Translating years of study into solutions 1995 - 2004

• Established a correlation between exposure to high levels of TCE in drinking water and congenital heart defects. Since TCE is found in water supplies throughout the United States, the impact of these findings reaches far beyond Southern Arizona. In addtion, the toxic effects of perchloroethylene (PCE) are being modeled after these TCE studies.
• Determined that TCE exposure in vitro blocks required cell invasion in the heart.
• Determined how fast arsenic, mercury, cadmium, and lead are moving from Pinal Creek downstream to Roosevelt Lake. These contaminants threaten a major source of the Phoenix water supply. Water is a precious resource in Arizona and the UA research team is working with government agencies to keep our water safe.
• Demonstrated the effectiveness of biosurfactants for removing toxic metals from soil. Biosurfactants, produced naturally by microorganisms, function similarly to synthetic cleaning agents found in detergents. Lab results show 80-100% removal of single metals including cadmium and lead from artificially contaminated samples. Unlike many existing clean-up technologies, using microorganisms is environmentally benign.
• Designed, tested and patented a clean-up technique that uses a palladium-coated iron powder catalyst to destroy TCE and PCE in groundwater. Several consulting firms in the Southwest currently use this technology. UA researchers are in the forefront of developing new technologies to maintain safe drinking water.
• Accomplished purification of enzymes that reduce various forms of arsenic in the body. More specifically, MMA(V) reductase was purified and sequenced. Sequencing indicated that MMA(V) reductase and glutathione S transferase omega (GSTO) are identical proteins. The glutathione S transferases are of major importance for metabolizing xenobiotics in humans.
• Determined that arsenic effects the association of specific protein complexes in the signaling cascade. Low-level arsenic causes the accumulation of protein debris which can cause a variety of cellular defects (e.g. cell cycling, differentiation, cancer).
• Conducted pilot-scale (demonstration) tests to evaluate the performance of two innovative source-zone remediation technologies—enhanced solubilization using cyclodextrin and in-situ chemical oxidation using potassium permanganate. As a result of the potassium permanganate demonstration tests, full-scale remediation of the source zone at the Air Force Plant 44 site is being implemented.
• Developed mechanistically based kinetic models to describe arsenic and chromium removal in flow-through systems.
• Determined that gas-phase solvents like those in waste streams derived from soil vapor extraction can be rapidly destroyed via thermocatalytic reduction on a variety of metal catalysts. Hydrogen gas is a suitable reductant for the process. Half times for solvent destruction are on the order of a few seconds.

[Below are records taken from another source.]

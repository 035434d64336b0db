//! Shared fixtures for unit tests.

use approx::assert_relative_eq;
use nalgebra::{DVector, Point3};

use crate::{
    physics::Physics,
    support::mesh::{BoundarySide, Element, ElementKind, Mesh},
    system::{AssemblyOptions, AssemblySystem},
};

/// One triangle mapped from the unit right triangle by `x = A·ξ + (x0, 0)`
/// with `A = [[2, 1], [0, 3]]`, area 3.
///
/// Side `s` runs from vertex `s` to vertex `s + 1` and carries boundary id `s`.
pub(crate) fn sheared_triangle(x0: f64) -> Mesh {
    Mesh::new(
        2,
        vec![
            Point3::new(x0, 0.0, 0.0),
            Point3::new(x0 + 2.0, 0.0, 0.0),
            Point3::new(x0 + 1.0, 3.0, 0.0),
        ],
        vec![Element {
            kind: ElementKind::Tri3,
            nodes: vec![0, 1, 2],
        }],
        (0..3)
            .map(|side| BoundarySide {
                element: 0,
                side,
                boundary_id: side as u16,
            })
            .collect(),
    )
}

/// Builds and initializes a system with `physics` on `mesh`.
pub(crate) fn initialized(mesh: Mesh, physics: Vec<Box<dyn Physics>>) -> AssemblySystem {
    let mut system = AssemblySystem::new(mesh);
    for module in physics {
        system.add_physics(module);
    }
    system.init().unwrap();
    system
}

/// Checks the assembled Jacobian against central differences of the
/// assembled residual, perturbing `u̇` consistently with `∂u̇/∂u`.
pub(crate) fn assert_jacobian_matches_differences(
    system: &AssemblySystem,
    u: &DVector<f64>,
    u_dot: &DVector<f64>,
    options: &AssemblyOptions,
) {
    let analytic = system
        .assemble(u, u_dot, options)
        .unwrap()
        .jacobian
        .unwrap();
    let scale = analytic.amax().max(1.0);
    let residual_only = options.residual_only();

    for j in 0..u.len() {
        let h = 1e-6 * u[j].abs().max(1.0);
        let residual_at = |delta: f64| {
            let mut u = u.clone();
            let mut u_dot = u_dot.clone();
            u[j] += delta;
            u_dot[j] += options.rate_derivative * delta;
            system.assemble(&u, &u_dot, &residual_only).unwrap().residual
        };
        let column = (residual_at(h) - residual_at(-h)) / (2.0 * h);

        for i in 0..u.len() {
            assert_relative_eq!(
                analytic[(i, j)],
                column[i],
                epsilon = 1e-6 * scale,
                max_relative = 1e-6
            );
        }
    }
}
//! Supporting utilities used by physics modules and the assembly system.
//!
//! These modules are public because they are useful on their own, but their
//! APIs are not stable. Breaking changes may occur as needed.

pub mod config;
pub mod constraint;
pub mod fe;
pub mod mesh;
pub mod property;
pub mod stabilization;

• To clarify the toxic effects of low-level arsenic in a human bladder model and provide potential biomarkers for arsenic-induced bladder injury.
• To understand the molecular mechanism by which arsenic causes its deleterious effects on the vascular system and how the activity of annexin II contributes to arsenic toxicity.
• To identify the mechanism(s) of action of trichloroethylene (TCE) and its metabolites trichloroacetic acid (TCAA) and dichloroacetic acid (DCAA) in the developing heart.
• To evaluate the developmental effects of arsenic in the lung and the effect of folate on these developmental effects.
• To fully characterize the genetic variability of all known genes involved in arsenic biotransformation in a diverse group of ethnically defined, globally collected human samples of arsenic-exposed individuals.
• To treat contaminated soil vapor and groundwater with an emphasis on destruction of the target pollutant, rather than capture and disposal.
• To better understand the dissolution behavior of dense nonaqueous-phase, immiscible organic liquids in subsurface systems.
• To address shortcomings and provide advances in three critical areas: arsenic treatment technologies, arsenic residuals assessment, and arsenic residuals stabilization.
• To develop a feasible re-vegetation strategy for the phytostabilization of metal contaminants in mine tailing piles in arid and semi-arid ecosystems.